La présidente moldave Maia Sandu a récemment exprimé son intention d’unifier son pays à la Roumanie, une idée inédite depuis la Seconde Guerre mondiale. Cette déclaration soulève des questions sur les tensions géopolitiques qui pourraient en découler. L’histoire de la Moldavie est marquée par des changements d’allégeance : sous l’Union soviétique, elle fut rattachée à la Roumanie avant d’être contrôlée par Moscou après 1945. La Transnistrie, une région contestée entre les deux pays, reste un point de friction, avec des tensions persistantes entre les russophones et les roumanophones.

Sandu, qui a acquis la nationalité roumaine, représente un courant pro-européen et pro-roumain en Moldavie. Son élection en 2024 a été soutenue par la diaspora moldave, notamment en Roumanie et en Ukraine. Cependant, son projet de rapprochement avec la Roumanie pourrait entraîner des réactions hostiles de la Russie, qui voit dans cette idée une menace pour sa sphère d’influence.
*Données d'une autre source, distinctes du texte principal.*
//! Planning module for deploy and clean operations.
//!
//! This module compares local resources with remote state, groups the result
//! into a per-kind plan and executes it against the platform.

mod diff;
mod executor;
mod plan;

pub use diff::{DiffEngine, DiffResult};
pub use executor::{ExecuteOptions, ExecutionFailure, ExecutionReport, KindCounts, PlanExecutor};
pub use plan::{
    DeploymentPlan, KindPlan, Mode, PlanItem, PlanOptions, Planner, ReadFailure, READ_BATCH,
};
Les pays européens, comme l’Allemagne et la France, ont manifesté leur soutien à Sandu, anticipant un éventuel rapprochement avec les institutions occidentales.

L’histoire de la Moldavie est complexe : des alliances passées avec la France, puis une intégration forcée dans l’URSS, jusqu’à la guerre civile de 1990 qui a vu naître la Transnistrie. Aujourd’hui, le rêve d’une « Grande Roumanie » semble renaître, combinant des aspirations nationalistes et des ambitions politiques. Cependant, ce projet risque de provoquer une escalade avec la Russie, déjà inquiète face à l’expansion de l’OTAN vers l’est.

En dépit de ces enjeux, la Moldavie reste un pays fragile, confronté à des défis économiques internes et à une instabilité régionale. Les décideurs doivent peser soigneusement les conséquences d’une telle union, qui pourrait avoir des répercussions majeures sur l’équilibre européen.